Speaker
Description
Processing data from interferometric telescopes requires the application of computationally expensive algorithms to relatively large data volumes for imaging the sky at the sensitivity and resolution afforded by current and future telescopes. Therefore, in addition to their numerical performance, algorithms for data processing for imaging must also pay attention to computational complexity and runtime performance. As a result, algorithms R&D involves complex interactions between evolution in telescope capabilities, scientific uses cases, and computing hardware and software technologies.
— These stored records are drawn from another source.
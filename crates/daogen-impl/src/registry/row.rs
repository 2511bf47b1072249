// SPDX-FileCopyrightText: 2025-2026 RAprogramm <andrey.rozanov.vl@gmail.com>
// SPDX-License-Identifier: MIT

//! Row adapters.
//!
//! One associated function per entity converts the current cursor row:
//!
//! ```text
//! fn __entity_cursor_converter_user(_cursor: &Cursor) -> Result<User, DaoError> {
//!     let _index_of_id = _cursor.column_index_or_err("id")?;
//!     let _index_of_name = _cursor.column_index_or_err("name")?;
//!     Ok(User { id: _cursor.get(_index_of_id)?, name: _cursor.get(_index_of_name)? })
//! }
//! ```

use proc_macro2::TokenStream;
use quote::quote;
use syn::Ident;

use crate::{
    context::Context,
    error::GenerateError,
    ir::RowAdapterDecl,
    model::{Entity, Field},
    naming
};

fn read_field(ctx: &Context<'_>, field: &Field) -> TokenStream {
    let rt = &ctx.runtime;
    let index = naming::column_index(&field.name);
    match (&field.converter, field.nullable) {
        (None, _) => quote!(_cursor.get(#index)?),
        (Some(converter), false) => quote! {
            <#converter as #rt::TypeConverter>::from_column(_cursor.get(#index)?)
        },
        (Some(converter), true) => quote! {
            if _cursor.is_null(#index) {
                ::std::option::Option::None
            } else {
                ::std::option::Option::Some(
                    <#converter as #rt::TypeConverter>::from_column(_cursor.get(#index)?)
                )
            }
        }
    }
}

fn body(ctx: &Context<'_>, entity: &Entity) -> TokenStream {
    let name = &entity.name;
    let lookups = entity.fields.iter().map(|field| {
        let index = naming::column_index(&field.name);
        let column = &field.column;
        quote!(let #index = _cursor.column_index_or_err(#column)?;)
    });
    let inits = entity.fields.iter().map(|field| {
        let field_name = &field.name;
        let read = read_field(ctx, field);
        quote!(#field_name: #read)
    });
    quote! {
        #(#lookups)*
        ::std::result::Result::Ok(#name {
            #(#inits),*
        })
    }
}

/// Row adapter function of `entity`, declared on first use.
///
/// # Errors
///
/// [`GenerateError::HelperCollision`] when another entity with the same
/// name but different columns already has an adapter.
pub fn row_adapter(ctx: &mut Context<'_>, entity: &Entity) -> Result<Ident, GenerateError> {
    if let Some(existing) = ctx.registry.find_row(entity)? {
        return Ok(existing);
    }
    let ident = naming::row_adapter(&entity.name);
    let decl = RowAdapterDecl {
        ident:       ident.clone(),
        entity:      entity.name.clone(),
        fingerprint: entity.fingerprint(),
        body:        body(ctx, entity)
    };
    ctx.registry.note_entity_converters(entity);
    ctx.registry.push_row(decl);
    Ok(ident)
}
// SPDX-FileCopyrightText: 2025-2026 RAprogramm <andrey.rozanov.vl@gmail.com>
// SPDX-License-Identifier: MIT

//! Generation errors.
//!
//! Every method is checked before anything is emitted. A pass that finds
//! several problems reports them together as [`GenerateError::Multiple`].

use thiserror::Error;

/// Error raised while lowering an interface model.
#[derive(Debug, Error)]
pub enum GenerateError {
    /// The method payload does not fit any category.
    #[error("method `{method}` cannot be classified: {reason}")]
    Unclassifiable {
        /// Method name.
        method: String,
        /// What is wrong with the payload.
        reason: String
    },

    /// A placeholder has no matching parameter.
    #[error("method `{method}`: placeholder `{placeholder}` has no matching parameter")]
    PlaceholderWithoutParameter {
        /// Method name.
        method:      String,
        /// Placeholder text as written in the SQL.
        placeholder: String
    },

    /// A shortcut or read refers to an entity missing from the model.
    #[error("method `{method}` references unknown entity `{entity}`")]
    UnknownEntity {
        /// Method name.
        method: String,
        /// Entity type name.
        entity: String
    },

    /// Two structurally different entities want the same helper.
    #[error("helper `{key}` requested for `{first}` and `{second}`")]
    HelperCollision {
        /// Helper signature.
        key:    String,
        /// Fingerprint of the first request.
        first:  String,
        /// Fingerprint of the conflicting request.
        second: String
    },

    /// The category cannot be delivered with this concurrency kind.
    #[error("method `{method}`: {category} methods cannot use {concurrency} delivery")]
    UnsupportedConcurrency {
        /// Method name.
        method:      String,
        /// Method category.
        category:    &'static str,
        /// Requested concurrency kind.
        concurrency: &'static str
    },

    /// An asynchronous method takes a borrowed parameter it must move.
    #[error("method `{method}`: parameter `{param}` must be owned to run asynchronously")]
    BorrowedAsyncParameter {
        /// Method name.
        method: String,
        /// Parameter name.
        param:  String
    },

    /// A delegate points to a missing or unsuitable method.
    #[error("method `{method}` delegates to `{target}`: {reason}")]
    UnknownDelegate {
        /// Method name.
        method: String,
        /// Target method name.
        target: String,
        /// Why the target is rejected.
        reason: &'static str
    },

    /// A converter is used but not declared on the interface.
    #[error("converter `{converter}` used by `{owner}` is not declared")]
    UnknownConverter {
        /// Method or entity using the converter.
        owner:     String,
        /// Converter path.
        converter: String
    },

    /// A key-based shortcut targets an entity without a primary key.
    #[error("method `{method}`: entity `{entity}` has no primary key")]
    MissingPrimaryKey {
        /// Method name.
        method: String,
        /// Entity type name.
        entity: String
    },

    /// The declared return type does not fit the category.
    #[error("method `{method}`: cannot return `{returns}`: {reason}")]
    UnsupportedReturn {
        /// Method name.
        method:  String,
        /// Declared return type.
        returns: String,
        /// Accepted return types.
        reason:  &'static str
    },

    /// Several errors found in one pass.
    #[error("{} errors:\n{}", .0.len(), render(.0))]
    Multiple(Vec<GenerateError>)
}

impl GenerateError {
    /// Fold a list of errors into one.
    ///
    /// Returns `None` for an empty list and the error itself for a single
    /// one.
    pub fn combine(mut errors: Vec<GenerateError>) -> Option<Self> {
        match errors.len() {
            0 => None,
            1 => errors.pop(),
            _ => Some(Self::Multiple(errors))
        }
    }

    /// Errors contained in this one, flattened.
    pub fn iter(&self) -> Box<dyn Iterator<Item = &GenerateError> + '_> {
        match self {
            Self::Multiple(errors) => Box::new(errors.iter().flat_map(GenerateError::iter)),
            other => Box::new(std::iter::once(other))
        }
    }
}

fn render(errors: &[GenerateError]) -> String {
    errors
        .iter()
        .map(|e| format!("  - {e}"))
        .collect::<Vec<_>>()
        .join("\n")
}

#[cfg(test)]
mod tests {
    use super::*;

    fn unclassifiable(method: &str) -> GenerateError {
        GenerateError::Unclassifiable {
            method: method.into(),
            reason: "no targets".into()
        }
    }

    #[test]
    fn combine_empty_is_none() {
        assert!(GenerateError::combine(Vec::new()).is_none());
    }

    #[test]
    fn combine_single_unwraps() {
        let err = GenerateError::combine(vec![unclassifiable("a")]).unwrap();
        assert!(matches!(err, GenerateError::Unclassifiable { .. }));
    }

    #[test]
    fn multiple_lists_every_error() {
        let err = GenerateError::combine(vec![unclassifiable("a"), unclassifiable("b")]).unwrap();
        let message = err.to_string();
        assert!(message.starts_with("2 errors:"));
        assert!(message.contains("`a`"));
        assert!(message.contains("`b`"));
        assert_eq!(err.iter().count(), 2);
    }
}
In this talk I will briefly describe the working of radio interferometric telescope and highlight the resulting data processing challenges for imaging with next-generation telescopes like the ngVLA. I will then discuss the general data processing landscape and the algorithms, and the computing architecture developed by the NRAO Algorithms R&D Group (ARDG) to navigate this landscape with a focus on (near) future needs, and on hardware/software technology projections. Recently, in collaboration with the Center for High Throughput Computing we deployed this architecture on the OSG, PATh, San Diego Supercomputer Center (SDSC) and National Research Platform (NRP) resources to process a large database for the first time. This produced the deepest image ever at radio frequencies of the Hubble Ultra-Deep Field (HUDF). I will also briefly discuss this work, the lessons learnt, and the work in progress for the challenges ahead.